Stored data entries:
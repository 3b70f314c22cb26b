//! Team member onboarding stepper
//!
//! A workflow is a fixed, ordered list of steps. Each step goes
//! `pending → in_progress → completed | failed`; steps run strictly in
//! order, one at a time, and never move backwards. A failed step halts
//! the workflow.

mod workflow;


pub use workflow::{DEFAULT_STEPS, OnboardingError, OnboardingWorkflow};
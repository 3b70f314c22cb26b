//! Logging Infrastructure
//!
//! `RUST_LOG` wins when set; otherwise the configured level applies to
//! this crate, the access log and `tower_http`. Production logs are JSON.

use std::path::Path;

use tracing_subscriber::EnvFilter;
use tracing_subscriber::fmt::writer::BoxMakeWriter;

/// Initialize the logger with optional daily rolling file output
pub fn init_logger_with_file(log_level: Option<&str>, json: bool, log_dir: Option<&str>) {
    let level = log_level.unwrap_or("info");
    let filter = EnvFilter::try_from_default_env().unwrap_or_else(|_| {
        EnvFilter::new(format!(
            "reno_server={level},shared={level},http_access={level},tower_http={level}"
        ))
    });

    let file_dir = log_dir
        .map(Path::new)
        .filter(|p| p.exists())
        .and_then(|p| p.to_str());
    let (writer, ansi) = match file_dir {
        Some(dir) => (
            BoxMakeWriter::new(tracing_appender::rolling::daily(dir, "reno-server")),
            false,
        ),
        None => (BoxMakeWriter::new(std::io::stdout), true),
    };

    let subscriber = tracing_subscriber::fmt()
        .with_env_filter(filter)
        .with_file(false)
        .with_line_number(false)
        .with_thread_ids(false)
        .with_target(false)
        .with_ansi(ansi && !json)
        .with_writer(writer);

    if json {
        subscriber.json().init();
    } else {
        subscriber.init();
    }
}
//! Unified error codes
//!
//! Error codes are organized by category:
//! - 0xxx: General errors
//! - 1xxx: Request context errors
//! - 4xxx: Task and estimate errors
//! - 5xxx: Payment and donation errors
//! - 8xxx: Team and onboarding errors
//! - 9xxx: System errors

use serde::{Deserialize, Serialize};
use std::fmt;

/// Unified error code enum
///
/// All error codes are represented as u16 values so the frontend can
/// switch on them without parsing messages.
#[derive(Debug, Clone, Copy, PartialEq, Eq, Hash, Serialize, Deserialize)]
#[serde(into = "u16", try_from = "u16")]
#[repr(u16)]
pub enum ErrorCode {
    // ==================== 0xxx: General ====================
    /// Operation completed successfully
    Success = 0,
    /// Validation failed
    ValidationFailed = 2,
    /// Invalid format
    InvalidFormat = 6,
    /// Value out of range
    ValueOutOfRange = 8,

    // ==================== 1xxx: Context ====================
    /// Request carries no business context
    ContextMissing = 1001,
    /// Business context headers are malformed
    ContextInvalid = 1002,

    // ==================== 4xxx: Task / Estimate ====================
    /// Milestone status cannot move that way
    MilestoneTransitionInvalid = 4101,

    // ==================== 5xxx: Payment / Donation ====================
    /// Donation exceeds the milestone earnings
    DonationExceedsEarnings = 5001,
    /// Earnings are zero, percentage cannot be derived
    ZeroEarnings = 5002,
    /// Preset percentage is not offered by the business
    InvalidDonationPreset = 5004,

    // ==================== 8xxx: Team / Onboarding ====================
    /// Onboarding workflow not found
    OnboardingNotFound = 8001,
    /// A step is already in progress
    OnboardingStepInProgress = 8002,
    /// No step is in progress
    OnboardingNoStepInProgress = 8003,
    /// All steps are completed
    OnboardingCompleted = 8004,
    /// Workflow halted by a failed step
    OnboardingFailed = 8005,
    /// Step list is empty or has duplicate names
    OnboardingInvalidSteps = 8006,
    /// Business already holds the maximum number of workflows
    OnboardingLimitReached = 8007,

    // ==================== 9xxx: System ====================
    /// Internal server error
    InternalError = 9001,
}

impl ErrorCode {
    /// Get the numeric code value
    #[inline]
    pub const fn code(&self) -> u16 {
        *self as u16
    }

    /// Check if this is a success code
    #[inline]
    pub const fn is_success(&self) -> bool {
        matches!(self, ErrorCode::Success)
    }

    /// Get the developer-facing English message for this error code
    pub const fn message(&self) -> &'static str {
        match self {
            // General
            ErrorCode::Success => "Operation completed successfully",
            ErrorCode::ValidationFailed => "Validation failed",
            ErrorCode::InvalidFormat => "Invalid format",
            ErrorCode::ValueOutOfRange => "Value is out of range",

            // Context
            ErrorCode::ContextMissing => "Business context is required",
            ErrorCode::ContextInvalid => "Business context is invalid",

            // Task / Estimate
            ErrorCode::MilestoneTransitionInvalid => "Milestone status transition is not allowed",

            // Payment / Donation
            ErrorCode::DonationExceedsEarnings => "Donation exceeds earnings",
            ErrorCode::ZeroEarnings => "Earnings must be greater than zero",
            ErrorCode::InvalidDonationPreset => "Donation preset is not available",

            // Team / Onboarding
            ErrorCode::OnboardingNotFound => "Onboarding workflow not found",
            ErrorCode::OnboardingStepInProgress => "An onboarding step is already in progress",
            ErrorCode::OnboardingNoStepInProgress => "No onboarding step is in progress",
            ErrorCode::OnboardingCompleted => "Onboarding is already completed",
            ErrorCode::OnboardingFailed => "Onboarding halted by a failed step",
            ErrorCode::OnboardingInvalidSteps => "Onboarding steps must be non-empty and unique",
            ErrorCode::OnboardingLimitReached => "Too many onboarding workflows for this business",

            // System
            ErrorCode::InternalError => "Internal server error",
        }
    }
}

impl From<ErrorCode> for u16 {
    #[inline]
    fn from(code: ErrorCode) -> Self {
        code.code()
    }
}

/// Error when converting from an invalid u16 to ErrorCode
#[derive(Debug, Clone, Copy, PartialEq, Eq)]
pub struct InvalidErrorCode(pub u16);

impl fmt::Display for InvalidErrorCode {
    fn fmt(&self, f: &mut fmt::Formatter<'_>) -> fmt::Result {
        write!(f, "invalid error code: {}", self.0)
    }
}

impl std::error::Error for InvalidErrorCode {}

impl TryFrom<u16> for ErrorCode {
    type Error = InvalidErrorCode;

    fn try_from(value: u16) -> Result<Self, Self::Error> {
        match value {
            // General
            0 => Ok(ErrorCode::Success),
            2 => Ok(ErrorCode::ValidationFailed),
            6 => Ok(ErrorCode::InvalidFormat),
            8 => Ok(ErrorCode::ValueOutOfRange),

            // Context
            1001 => Ok(ErrorCode::ContextMissing),
            1002 => Ok(ErrorCode::ContextInvalid),

            // Task / Estimate
            4101 => Ok(ErrorCode::MilestoneTransitionInvalid),

            // Payment / Donation
            5001 => Ok(ErrorCode::DonationExceedsEarnings),
            5002 => Ok(ErrorCode::ZeroEarnings),
            5004 => Ok(ErrorCode::InvalidDonationPreset),

            // Team / Onboarding
            8001 => Ok(ErrorCode::OnboardingNotFound),
            8002 => Ok(ErrorCode::OnboardingStepInProgress),
            8003 => Ok(ErrorCode::OnboardingNoStepInProgress),
            8004 => Ok(ErrorCode::OnboardingCompleted),
            8005 => Ok(ErrorCode::OnboardingFailed),
            8006 => Ok(ErrorCode::OnboardingInvalidSteps),
            8007 => Ok(ErrorCode::OnboardingLimitReached),

            // System
            9001 => Ok(ErrorCode::InternalError),

            _ => Err(InvalidErrorCode(value)),
        }
    }
}

impl fmt::Display for ErrorCode {
    fn fmt(&self, f: &mut fmt::Formatter<'_>) -> fmt::Result {
        write!(f, "{}", self.code())
    }
}

#[cfg(test)]
mod tests {
    use super::*;

    #[test]
    fn test_error_code_values() {
        assert_eq!(ErrorCode::Success.code(), 0);
        assert_eq!(ErrorCode::ValidationFailed.code(), 2);
        assert_eq!(ErrorCode::ContextMissing.code(), 1001);
        assert_eq!(ErrorCode::MilestoneTransitionInvalid.code(), 4101);
        assert_eq!(ErrorCode::ZeroEarnings.code(), 5002);
        assert_eq!(ErrorCode::OnboardingNotFound.code(), 8001);
        assert_eq!(ErrorCode::InternalError.code(), 9001);
    }

    #[test]
    fn test_try_from_round_trips_every_code() {
        let all = [
            ErrorCode::Success,
            ErrorCode::ValidationFailed,
            ErrorCode::InvalidFormat,
            ErrorCode::ValueOutOfRange,
            ErrorCode::ContextMissing,
            ErrorCode::ContextInvalid,
            ErrorCode::MilestoneTransitionInvalid,
            ErrorCode::DonationExceedsEarnings,
            ErrorCode::ZeroEarnings,
            ErrorCode::InvalidDonationPreset,
            ErrorCode::OnboardingNotFound,
            ErrorCode::OnboardingStepInProgress,
            ErrorCode::OnboardingNoStepInProgress,
            ErrorCode::OnboardingCompleted,
            ErrorCode::OnboardingFailed,
            ErrorCode::OnboardingInvalidSteps,
            ErrorCode::OnboardingLimitReached,
            ErrorCode::InternalError,
        ];
        for code in all {
            assert_eq!(ErrorCode::try_from(code.code()), Ok(code));
        }
    }

    #[test]
    fn test_try_from_invalid() {
        assert_eq!(ErrorCode::try_from(999), Err(InvalidErrorCode(999)));
        assert_eq!(ErrorCode::try_from(4999), Err(InvalidErrorCode(4999)));
        // retired codes are not decoded
        for retired in [1, 3, 4, 5, 7, 4001, 4002, 4003, 5003, 9002, 9003] {
            assert_eq!(ErrorCode::try_from(retired), Err(InvalidErrorCode(retired)));
        }
    }

    #[test]
    fn test_serde_as_number() {
        let json = serde_json::to_string(&ErrorCode::DonationExceedsEarnings).unwrap();
        assert_eq!(json, "5001");

        let code: ErrorCode = serde_json::from_str("8003").unwrap();
        assert_eq!(code, ErrorCode::OnboardingNoStepInProgress);

        assert!(serde_json::from_str::<ErrorCode>("12345").is_err());
    }

    #[test]
    fn test_display() {
        assert_eq!(ErrorCode::ZeroEarnings.to_string(), "5002");
        assert!(ErrorCode::Success.is_success());
    }
}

== Work task ==
Go through the entries above, and wherever a line holds the word "EnvFilter", copy that line.

== Solved exercise ==
use tracing_subscriber::EnvFilter;
    let filter = EnvFilter::try_from_default_env().unwrap_or_else(|_| {
        EnvFilter::new(format!(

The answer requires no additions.